-- What the task requires --
Only the lines of the data holding the string "BridgeAdapterConfig" need to be returned.

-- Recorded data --
▼

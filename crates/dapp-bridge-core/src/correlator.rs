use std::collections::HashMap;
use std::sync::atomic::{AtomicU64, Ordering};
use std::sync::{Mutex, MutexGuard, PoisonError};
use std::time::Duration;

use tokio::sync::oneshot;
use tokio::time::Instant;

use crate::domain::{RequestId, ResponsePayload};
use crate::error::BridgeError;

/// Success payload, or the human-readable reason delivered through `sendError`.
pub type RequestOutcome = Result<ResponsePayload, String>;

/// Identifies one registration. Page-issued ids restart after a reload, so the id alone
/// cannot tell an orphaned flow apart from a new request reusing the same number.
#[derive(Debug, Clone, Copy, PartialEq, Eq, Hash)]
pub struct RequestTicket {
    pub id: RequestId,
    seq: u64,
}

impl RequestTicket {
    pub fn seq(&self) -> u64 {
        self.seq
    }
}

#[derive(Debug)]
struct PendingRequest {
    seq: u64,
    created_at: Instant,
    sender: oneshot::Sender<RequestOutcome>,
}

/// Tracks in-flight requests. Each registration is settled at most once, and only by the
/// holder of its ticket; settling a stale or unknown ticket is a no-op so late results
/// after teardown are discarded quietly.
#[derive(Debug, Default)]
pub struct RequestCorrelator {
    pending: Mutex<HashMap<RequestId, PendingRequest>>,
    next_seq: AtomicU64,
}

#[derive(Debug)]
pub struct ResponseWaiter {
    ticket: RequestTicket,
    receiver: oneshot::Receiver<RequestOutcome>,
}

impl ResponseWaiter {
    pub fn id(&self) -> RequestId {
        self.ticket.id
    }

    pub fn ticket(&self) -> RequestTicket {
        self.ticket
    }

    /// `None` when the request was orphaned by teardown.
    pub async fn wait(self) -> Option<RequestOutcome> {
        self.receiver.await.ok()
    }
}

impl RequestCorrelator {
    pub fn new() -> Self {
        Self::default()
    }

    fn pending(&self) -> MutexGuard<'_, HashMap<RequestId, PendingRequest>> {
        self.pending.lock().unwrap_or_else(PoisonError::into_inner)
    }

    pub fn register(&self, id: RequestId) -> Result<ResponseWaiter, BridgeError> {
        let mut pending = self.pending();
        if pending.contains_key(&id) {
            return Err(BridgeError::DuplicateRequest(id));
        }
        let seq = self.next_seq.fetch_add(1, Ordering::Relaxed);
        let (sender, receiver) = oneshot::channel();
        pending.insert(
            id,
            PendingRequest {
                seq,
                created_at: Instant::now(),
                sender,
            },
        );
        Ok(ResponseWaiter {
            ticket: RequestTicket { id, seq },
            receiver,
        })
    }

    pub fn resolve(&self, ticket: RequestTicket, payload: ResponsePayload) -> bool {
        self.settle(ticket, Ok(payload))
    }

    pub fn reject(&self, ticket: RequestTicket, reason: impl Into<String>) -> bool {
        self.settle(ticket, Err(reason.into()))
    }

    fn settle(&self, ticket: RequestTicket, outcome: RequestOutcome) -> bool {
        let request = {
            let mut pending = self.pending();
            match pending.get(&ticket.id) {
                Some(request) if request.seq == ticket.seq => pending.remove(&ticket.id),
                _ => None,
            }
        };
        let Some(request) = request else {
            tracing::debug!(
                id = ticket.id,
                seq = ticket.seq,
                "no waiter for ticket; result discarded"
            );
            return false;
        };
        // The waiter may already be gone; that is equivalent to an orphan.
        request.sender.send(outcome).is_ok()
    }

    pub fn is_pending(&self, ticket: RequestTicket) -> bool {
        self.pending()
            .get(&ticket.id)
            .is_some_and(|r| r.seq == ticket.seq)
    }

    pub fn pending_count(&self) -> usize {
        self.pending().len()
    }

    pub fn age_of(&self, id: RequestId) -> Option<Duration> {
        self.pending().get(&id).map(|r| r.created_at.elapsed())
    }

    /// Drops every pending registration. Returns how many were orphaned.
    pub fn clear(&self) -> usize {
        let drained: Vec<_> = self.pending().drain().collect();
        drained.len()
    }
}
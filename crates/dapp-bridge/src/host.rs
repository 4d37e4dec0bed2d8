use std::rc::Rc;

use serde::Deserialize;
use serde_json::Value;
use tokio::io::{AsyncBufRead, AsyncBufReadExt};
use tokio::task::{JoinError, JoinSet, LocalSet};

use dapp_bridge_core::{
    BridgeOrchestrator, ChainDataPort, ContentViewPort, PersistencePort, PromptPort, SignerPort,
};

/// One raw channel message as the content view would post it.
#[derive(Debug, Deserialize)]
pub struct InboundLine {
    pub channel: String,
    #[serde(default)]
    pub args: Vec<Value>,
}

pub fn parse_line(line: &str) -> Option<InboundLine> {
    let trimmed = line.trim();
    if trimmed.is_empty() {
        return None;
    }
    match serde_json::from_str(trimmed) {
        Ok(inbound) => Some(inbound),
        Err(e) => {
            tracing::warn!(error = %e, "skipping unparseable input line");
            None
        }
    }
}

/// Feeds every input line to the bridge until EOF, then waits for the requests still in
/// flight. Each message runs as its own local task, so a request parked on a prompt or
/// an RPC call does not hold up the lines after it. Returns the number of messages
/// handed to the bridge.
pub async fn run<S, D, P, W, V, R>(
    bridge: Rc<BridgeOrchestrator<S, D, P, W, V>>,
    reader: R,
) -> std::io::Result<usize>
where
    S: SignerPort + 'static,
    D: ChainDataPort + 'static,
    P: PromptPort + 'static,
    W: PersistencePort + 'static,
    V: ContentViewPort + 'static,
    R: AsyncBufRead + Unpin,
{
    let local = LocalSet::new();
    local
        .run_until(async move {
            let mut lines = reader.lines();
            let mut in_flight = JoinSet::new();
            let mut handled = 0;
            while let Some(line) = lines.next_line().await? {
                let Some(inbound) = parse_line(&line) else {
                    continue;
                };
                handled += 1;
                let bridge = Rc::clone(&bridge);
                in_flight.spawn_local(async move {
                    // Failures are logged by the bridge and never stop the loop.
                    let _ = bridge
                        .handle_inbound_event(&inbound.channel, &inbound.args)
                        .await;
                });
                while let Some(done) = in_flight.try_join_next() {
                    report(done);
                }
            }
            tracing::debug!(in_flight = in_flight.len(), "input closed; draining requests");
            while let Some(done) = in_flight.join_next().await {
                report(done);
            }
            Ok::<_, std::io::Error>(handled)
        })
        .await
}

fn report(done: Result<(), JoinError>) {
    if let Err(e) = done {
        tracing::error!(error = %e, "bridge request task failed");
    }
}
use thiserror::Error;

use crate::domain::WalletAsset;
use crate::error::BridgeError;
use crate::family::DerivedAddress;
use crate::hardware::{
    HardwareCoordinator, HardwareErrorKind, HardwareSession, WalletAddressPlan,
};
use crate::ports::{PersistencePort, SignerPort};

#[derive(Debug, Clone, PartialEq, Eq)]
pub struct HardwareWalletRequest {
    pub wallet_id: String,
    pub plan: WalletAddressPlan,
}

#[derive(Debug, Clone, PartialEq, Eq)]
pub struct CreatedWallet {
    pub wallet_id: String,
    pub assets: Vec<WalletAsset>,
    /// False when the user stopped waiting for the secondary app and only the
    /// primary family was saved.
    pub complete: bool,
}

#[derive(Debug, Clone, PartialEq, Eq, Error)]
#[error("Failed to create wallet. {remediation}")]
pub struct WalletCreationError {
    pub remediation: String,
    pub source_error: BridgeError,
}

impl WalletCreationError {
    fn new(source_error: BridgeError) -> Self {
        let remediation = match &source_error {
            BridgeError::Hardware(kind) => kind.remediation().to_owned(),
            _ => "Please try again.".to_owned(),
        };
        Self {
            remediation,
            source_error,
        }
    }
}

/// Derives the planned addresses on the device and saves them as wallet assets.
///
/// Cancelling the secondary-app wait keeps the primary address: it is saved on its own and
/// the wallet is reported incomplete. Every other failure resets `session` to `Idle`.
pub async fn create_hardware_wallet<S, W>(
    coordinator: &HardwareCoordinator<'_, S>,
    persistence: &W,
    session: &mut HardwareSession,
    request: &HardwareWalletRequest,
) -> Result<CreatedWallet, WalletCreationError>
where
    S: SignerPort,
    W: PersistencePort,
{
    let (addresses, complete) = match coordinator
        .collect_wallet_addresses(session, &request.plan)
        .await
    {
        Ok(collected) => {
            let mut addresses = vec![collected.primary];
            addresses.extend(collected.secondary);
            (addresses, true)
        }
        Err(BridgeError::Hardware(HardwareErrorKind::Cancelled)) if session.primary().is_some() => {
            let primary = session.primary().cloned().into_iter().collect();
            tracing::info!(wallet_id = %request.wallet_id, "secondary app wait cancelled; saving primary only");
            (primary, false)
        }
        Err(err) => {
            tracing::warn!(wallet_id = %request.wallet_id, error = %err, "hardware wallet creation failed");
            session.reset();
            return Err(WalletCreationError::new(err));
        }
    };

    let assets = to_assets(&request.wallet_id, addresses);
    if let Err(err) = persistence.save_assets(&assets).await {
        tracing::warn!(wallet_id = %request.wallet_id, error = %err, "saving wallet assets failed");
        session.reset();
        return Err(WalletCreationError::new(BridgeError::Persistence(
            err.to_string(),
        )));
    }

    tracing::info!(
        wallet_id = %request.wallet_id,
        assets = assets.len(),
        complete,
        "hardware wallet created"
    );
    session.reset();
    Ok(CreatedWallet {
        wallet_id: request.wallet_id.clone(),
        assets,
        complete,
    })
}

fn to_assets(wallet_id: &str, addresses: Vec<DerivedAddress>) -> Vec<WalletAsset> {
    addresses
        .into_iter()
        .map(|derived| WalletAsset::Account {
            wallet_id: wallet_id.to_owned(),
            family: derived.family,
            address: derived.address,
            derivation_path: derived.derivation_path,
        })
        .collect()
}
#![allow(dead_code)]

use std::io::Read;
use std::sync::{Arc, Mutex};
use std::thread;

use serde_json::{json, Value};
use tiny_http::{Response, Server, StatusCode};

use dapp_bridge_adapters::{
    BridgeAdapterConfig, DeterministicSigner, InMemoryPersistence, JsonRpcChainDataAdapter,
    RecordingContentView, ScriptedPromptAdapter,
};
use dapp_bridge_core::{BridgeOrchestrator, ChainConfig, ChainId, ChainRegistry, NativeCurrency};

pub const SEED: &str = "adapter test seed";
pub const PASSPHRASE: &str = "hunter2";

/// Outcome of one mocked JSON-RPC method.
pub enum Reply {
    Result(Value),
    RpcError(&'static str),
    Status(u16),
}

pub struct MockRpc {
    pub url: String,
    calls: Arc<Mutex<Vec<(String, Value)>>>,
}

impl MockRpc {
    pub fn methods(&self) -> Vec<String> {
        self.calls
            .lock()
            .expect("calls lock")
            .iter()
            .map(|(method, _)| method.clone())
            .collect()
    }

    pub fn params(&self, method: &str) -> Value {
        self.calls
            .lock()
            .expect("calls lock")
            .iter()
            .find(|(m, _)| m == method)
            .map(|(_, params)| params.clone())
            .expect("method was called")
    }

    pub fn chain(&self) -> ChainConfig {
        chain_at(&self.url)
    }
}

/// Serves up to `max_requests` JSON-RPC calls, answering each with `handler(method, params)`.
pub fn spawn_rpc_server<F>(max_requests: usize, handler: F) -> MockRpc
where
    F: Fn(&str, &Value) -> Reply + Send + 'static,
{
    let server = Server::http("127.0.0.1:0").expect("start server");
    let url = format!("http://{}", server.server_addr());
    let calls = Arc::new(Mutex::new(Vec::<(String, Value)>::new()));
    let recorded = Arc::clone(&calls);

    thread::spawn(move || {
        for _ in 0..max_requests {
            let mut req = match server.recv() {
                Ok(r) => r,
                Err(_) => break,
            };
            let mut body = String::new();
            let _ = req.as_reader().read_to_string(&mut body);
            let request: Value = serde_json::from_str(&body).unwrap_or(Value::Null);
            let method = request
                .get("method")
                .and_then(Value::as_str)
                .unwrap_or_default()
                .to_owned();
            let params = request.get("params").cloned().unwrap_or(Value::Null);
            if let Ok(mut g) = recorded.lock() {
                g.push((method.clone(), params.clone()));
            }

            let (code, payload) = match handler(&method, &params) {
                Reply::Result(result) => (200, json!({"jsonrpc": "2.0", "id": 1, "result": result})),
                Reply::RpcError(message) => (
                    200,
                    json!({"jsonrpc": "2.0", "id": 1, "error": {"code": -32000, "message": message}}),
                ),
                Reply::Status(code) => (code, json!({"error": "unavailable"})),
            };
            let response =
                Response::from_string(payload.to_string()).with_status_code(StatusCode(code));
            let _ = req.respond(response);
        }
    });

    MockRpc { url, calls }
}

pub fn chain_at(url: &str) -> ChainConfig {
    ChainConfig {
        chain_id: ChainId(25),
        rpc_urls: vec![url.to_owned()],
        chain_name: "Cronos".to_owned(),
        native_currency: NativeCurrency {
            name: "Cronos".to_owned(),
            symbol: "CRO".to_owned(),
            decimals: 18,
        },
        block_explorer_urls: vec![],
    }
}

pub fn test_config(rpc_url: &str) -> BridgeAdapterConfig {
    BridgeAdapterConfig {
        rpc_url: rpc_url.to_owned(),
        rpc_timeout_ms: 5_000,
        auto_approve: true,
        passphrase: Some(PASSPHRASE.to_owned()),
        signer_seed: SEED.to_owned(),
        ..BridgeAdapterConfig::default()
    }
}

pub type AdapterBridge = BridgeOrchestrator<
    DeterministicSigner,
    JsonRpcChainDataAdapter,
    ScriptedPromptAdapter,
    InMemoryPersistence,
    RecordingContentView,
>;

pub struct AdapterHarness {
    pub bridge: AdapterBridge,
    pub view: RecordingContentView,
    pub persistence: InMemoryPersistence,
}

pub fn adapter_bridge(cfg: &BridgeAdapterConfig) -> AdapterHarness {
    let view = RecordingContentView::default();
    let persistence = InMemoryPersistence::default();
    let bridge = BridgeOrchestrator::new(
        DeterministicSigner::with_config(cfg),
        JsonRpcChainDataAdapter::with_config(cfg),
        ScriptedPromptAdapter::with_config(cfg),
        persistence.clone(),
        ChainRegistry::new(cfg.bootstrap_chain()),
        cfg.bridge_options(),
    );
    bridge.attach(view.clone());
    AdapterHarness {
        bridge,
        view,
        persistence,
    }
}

▲

-- Solution to this exercise --
    BridgeAdapterConfig, DeterministicSigner, InMemoryPersistence, JsonRpcChainDataAdapter,
pub fn test_config(rpc_url: &str) -> BridgeAdapterConfig {
    BridgeAdapterConfig {
        ..BridgeAdapterConfig::default()
pub fn adapter_bridge(cfg: &BridgeAdapterConfig) -> AdapterHarness {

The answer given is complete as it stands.